NATO’s ‘Cyber Coalition 2020’ exercise, which took place virtually between 16 and 20 November, provided a means of testing the alliance’s capabilities in the domain and enabled it to trial new techniques and technologies, with a particular focus on building situational awareness within cyberspace.
While exercise controllers usually run the event from the Estonian Cyber Range 14 (CR-14), this year they and the participants were distributed internationally for the first time as a result of Covid-19 restrictions.
The Cyber Coalition 2020 exercise scenario took place in a Europe-based geography, focused on a fictional island in the North Atlantic. (NATO)
Cyber Coalition is a collective exercise, rather than competitive, meaning participants work together towards a particular goal, instead of competing to solve problems or achieve specified tasks, said US Navy Commander Robert Buckles, Cyber Coalition 2020 exercise director. The exercise included about 1,000 participants from 25 NATO member states, four partner nations, and the European Union (EU), specifically the EU Military Staff and the Computer Emergency Response Team for the EU (CERT-EU).
The exercise scenario took place in a Europe-based location and focused on a fictional island in the North Atlantic. This island – called Icebergen – was divided into two nations: one of these, Andvaria, had recently become a NATO member state, while the other, Harbardus was neutral. In the scenario, NATO had recently established a mission in Andvaria, although the recently elected government of Harbardus was antagonistic towards its neighbour and to the alliance in general.
“This created tension within the exercise, enough to generate cyber effects through advanced persistent threat [APTs] and other means,” Cdr Buckles told Janes. APTs are a form of cyber attack in which an adversary slowly and covertly expands its presence in a network, usually over long periods of time. These and the other cyber effects in the exercise were technical in nature and demanded a response from the exercise participants through cyber defensive operations, Cdr Buckles said.

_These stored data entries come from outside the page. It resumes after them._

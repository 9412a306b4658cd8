//! Notification channels and their factory

mod email;
mod sms;

use std::sync::Arc;

use kiddo_core::{NotificationChannel, NotificationEngine, Recipient};
use kiddo_domain::{ChannelConfig, NotificationConfig};

pub use email::EmailChannel;
pub use sms::SmsChannel;

/// Create one channel per config entry
pub fn build_channels(configs: &[ChannelConfig]) -> Vec<Arc<dyn NotificationChannel>> {
    configs
        .iter()
        .map(|config| -> Arc<dyn NotificationChannel> {
            match config {
                ChannelConfig::Email(email) => Arc::new(EmailChannel::from_config(email)),
                ChannelConfig::Sms(sms) => Arc::new(SmsChannel::from_config(sms)),
            }
        })
        .collect()
}

/// Notification engine over every configured channel
pub fn build_notification_engine(config: &NotificationConfig) -> NotificationEngine {
    NotificationEngine::new(build_channels(&config.channels))
}

pub fn build_recipients(config: &NotificationConfig) -> Vec<Recipient> {
    config
        .recipients
        .iter()
        .map(|recipient| Recipient::new(recipient.channel.clone(), recipient.address.clone()))
        .collect()
}
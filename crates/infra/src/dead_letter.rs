//! Dead-letter sinks for events that exhausted their redeliveries

use std::path::PathBuf;
use std::sync::Arc;

use async_trait::async_trait;
use chrono::Utc;
use kiddo_core::DeadLetterSink;
use kiddo_domain::{DeadLetterConfig, RawEvent, Result};
use serde_json::json;
use tracing::error;

use crate::jsonl::JsonlWriter;

/// Reports dead letters in the log only
#[derive(Debug, Default)]
pub struct LogDeadLetterSink;

#[async_trait]
impl DeadLetterSink for LogDeadLetterSink {
    async fn deliver(&self, event: &RawEvent, reason: &str) -> Result<()> {
        error!(
            event_id = %event.display_id(),
            source_id = %event.source_id,
            reason,
            "Event dead-lettered"
        );
        Ok(())
    }
}

/// Appends dead letters, with the full raw event, to a JSON lines file
pub struct JsonlDeadLetterSink {
    writer: JsonlWriter,
}

impl JsonlDeadLetterSink {
    pub fn new(path: impl Into<PathBuf>) -> Self {
        Self { writer: JsonlWriter::new(path) }
    }
}

#[async_trait]
impl DeadLetterSink for JsonlDeadLetterSink {
    async fn deliver(&self, event: &RawEvent, reason: &str) -> Result<()> {
        self.writer
            .append(&json!({
                "dead_lettered_at": Utc::now(),
                "reason": reason,
                "event": event,
            }))
            .await
    }
}

pub fn build_dead_letter_sink(config: &DeadLetterConfig) -> Arc<dyn DeadLetterSink> {
    match config {
        DeadLetterConfig::Log => Arc::new(LogDeadLetterSink),
        DeadLetterConfig::Jsonl { path } => Arc::new(JsonlDeadLetterSink::new(path.clone())),
    }
}
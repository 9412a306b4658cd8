//! Modular common utilities shared across Kiddo crates.
//!
//! # Feature Tiers
//!
//! Enable cargo features to opt into the tiers you need:
//! - `foundation`: error infrastructure and classification
//! - `runtime`: async infrastructure (the acknowledgement queue)
//! - `observability`: tracing subscriber bootstrap (not included by default)

#![forbid(unsafe_code)]
#![warn(rust_2018_idioms)]
#![warn(clippy::all, clippy::perf, clippy::complexity, clippy::suspicious)]

// Foundation tier
// -----------------------------------------------------------------
#[cfg(feature = "foundation")]
pub mod error;

// Observability tier
// -----------------------------------------------------------------
#[cfg(feature = "observability")]
pub mod observability;

// Runtime tier
// --------------------------------------------------------------------
#[cfg(feature = "runtime")]
pub mod sync;

// Testing utilities
// ---------------------------------------------------------------
#[cfg(feature = "test-utils")]
pub mod testing;

// Re-export commonly used types and traits for convenience
// ------------------------
#[cfg(feature = "foundation")]
pub use error::{CommonError, CommonResult, ErrorClassification, ErrorSeverity};
#[cfg(feature = "runtime")]
pub use sync::queue::{
    AckOutcome, AckQueue, NackOutcome, OverflowPolicy, PublishOutcome, QueueConfig, QueueError,
    QueueMetricsSnapshot, QueueResult,
};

The exercise also provided a platform for warfare development through experimentation, Cdr Buckles added, bringing in new types of situational awareness tools or testing NATO defences against more current cyber threats.

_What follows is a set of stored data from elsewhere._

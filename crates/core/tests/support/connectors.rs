//! Scripted source connector

use std::collections::HashSet;
use std::sync::atomic::{AtomicBool, AtomicUsize, Ordering};
use std::sync::Arc;

use async_trait::async_trait;
use futures::stream::{self, StreamExt};
use kiddo_core::{EventStream, SourceConnector};
use kiddo_domain::{KiddoError, RawEvent, Result};
use parking_lot::Mutex;

/// Connector yielding a fixed list of events.
///
/// Filters processed ids out of each fetch unless `filter_processed` is off,
/// and can be told to fail connects, fetches or marks.
pub struct ScriptedConnector {
    source_id: String,
    events: Vec<RawEvent>,
    filter_processed: bool,
    fail_connect: bool,
    fetch_failures: AtomicUsize,
    mark_failures: AtomicUsize,
    processed: Mutex<HashSet<String>>,
    pub marks: Mutex<Vec<String>>,
    pub fetches: AtomicUsize,
    pub connected: AtomicBool,
    pub disconnects: AtomicUsize,
}

impl ScriptedConnector {
    pub fn new(source_id: &str, events: Vec<RawEvent>) -> Self {
        Self {
            source_id: source_id.to_string(),
            events,
            filter_processed: true,
            fail_connect: false,
            fetch_failures: AtomicUsize::new(0),
            mark_failures: AtomicUsize::new(0),
            processed: Mutex::new(HashSet::new()),
            marks: Mutex::new(Vec::new()),
            fetches: AtomicUsize::new(0),
            connected: AtomicBool::new(false),
            disconnects: AtomicUsize::new(0),
        }
    }

    pub fn failing_connect(mut self) -> Self {
        self.fail_connect = true;
        self
    }

    pub fn failing_fetches(self, times: usize) -> Self {
        self.fetch_failures.store(times, Ordering::SeqCst);
        self
    }

    pub fn failing_marks(self, times: usize) -> Self {
        self.mark_failures.store(times, Ordering::SeqCst);
        self
    }

    /// Keep yielding processed items so the idempotency check has to catch them
    pub fn without_filtering(mut self) -> Self {
        self.filter_processed = false;
        self
    }

    pub fn already_processed(self, event_id: &str) -> Self {
        self.processed.lock().insert(event_id.to_string());
        self
    }

    pub fn into_arc(self) -> Arc<Self> {
        Arc::new(self)
    }

    pub fn marks(&self) -> Vec<String> {
        self.marks.lock().clone()
    }
}

fn consume_failure(counter: &AtomicUsize) -> bool {
    counter.fetch_update(Ordering::SeqCst, Ordering::SeqCst, |left| left.checked_sub(1)).is_ok()
}

#[async_trait]
impl SourceConnector for ScriptedConnector {
    fn source_id(&self) -> &str {
        &self.source_id
    }

    async fn connect(&self) -> Result<()> {
        if self.fail_connect {
            return Err(KiddoError::Connector(format!("{} refused the connection", self.source_id)));
        }
        self.connected.store(true, Ordering::SeqCst);
        Ok(())
    }

    async fn disconnect(&self) -> Result<()> {
        self.connected.store(false, Ordering::SeqCst);
        self.disconnects.fetch_add(1, Ordering::SeqCst);
        Ok(())
    }

    async fn fetch_events(&self) -> Result<EventStream> {
        self.fetches.fetch_add(1, Ordering::SeqCst);
        if consume_failure(&self.fetch_failures) {
            return Err(KiddoError::Connector("mailbox unavailable".into()));
        }

        let processed = self.processed.lock().clone();
        let pending: Vec<Result<RawEvent>> = self
            .events
            .iter()
            .filter(|event| {
                !self.filter_processed
                    || event.event_id.as_ref().map_or(true, |id| !processed.contains(id))
            })
            .cloned()
            .map(Ok)
            .collect();

        Ok(stream::iter(pending).boxed())
    }

    async fn health_check(&self) -> Result<bool> {
        Ok(self.connected.load(Ordering::SeqCst))
    }

    async fn is_processed(&self, event: &RawEvent) -> Result<bool> {
        Ok(event.event_id.as_ref().is_some_and(|id| self.processed.lock().contains(id)))
    }

    async fn mark_as_processed(&self, event: &RawEvent) -> Result<bool> {
        if consume_failure(&self.mark_failures) {
            return Err(KiddoError::Connector("ledger write failed".into()));
        }
        let Some(id) = event.event_id.clone() else {
            return Ok(false);
        };
        self.processed.lock().insert(id.clone());
        self.marks.lock().push(id);
        Ok(true)
    }
}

“In one way, we provide a training platform for the teams to exercise, but we also provide a platform for experimenting with new tools.”
This year the focus of the experimentation was on “enriching situational awareness for the military commander”, said Dr Alberto Domingo, technical director of cyberspace operations, Allied Command Transformation (ACT), who spoke during a briefing at the conclusion of the exercise. While situational awareness is a long-established discipline, “in cyberspace, it’s quite novel, it’s quite difficult to grasp at the moment”, Domingo said. As a result, a core aim of the exercise, was to validate the use of an under-development cyberspace situational awareness concept that could support decision making.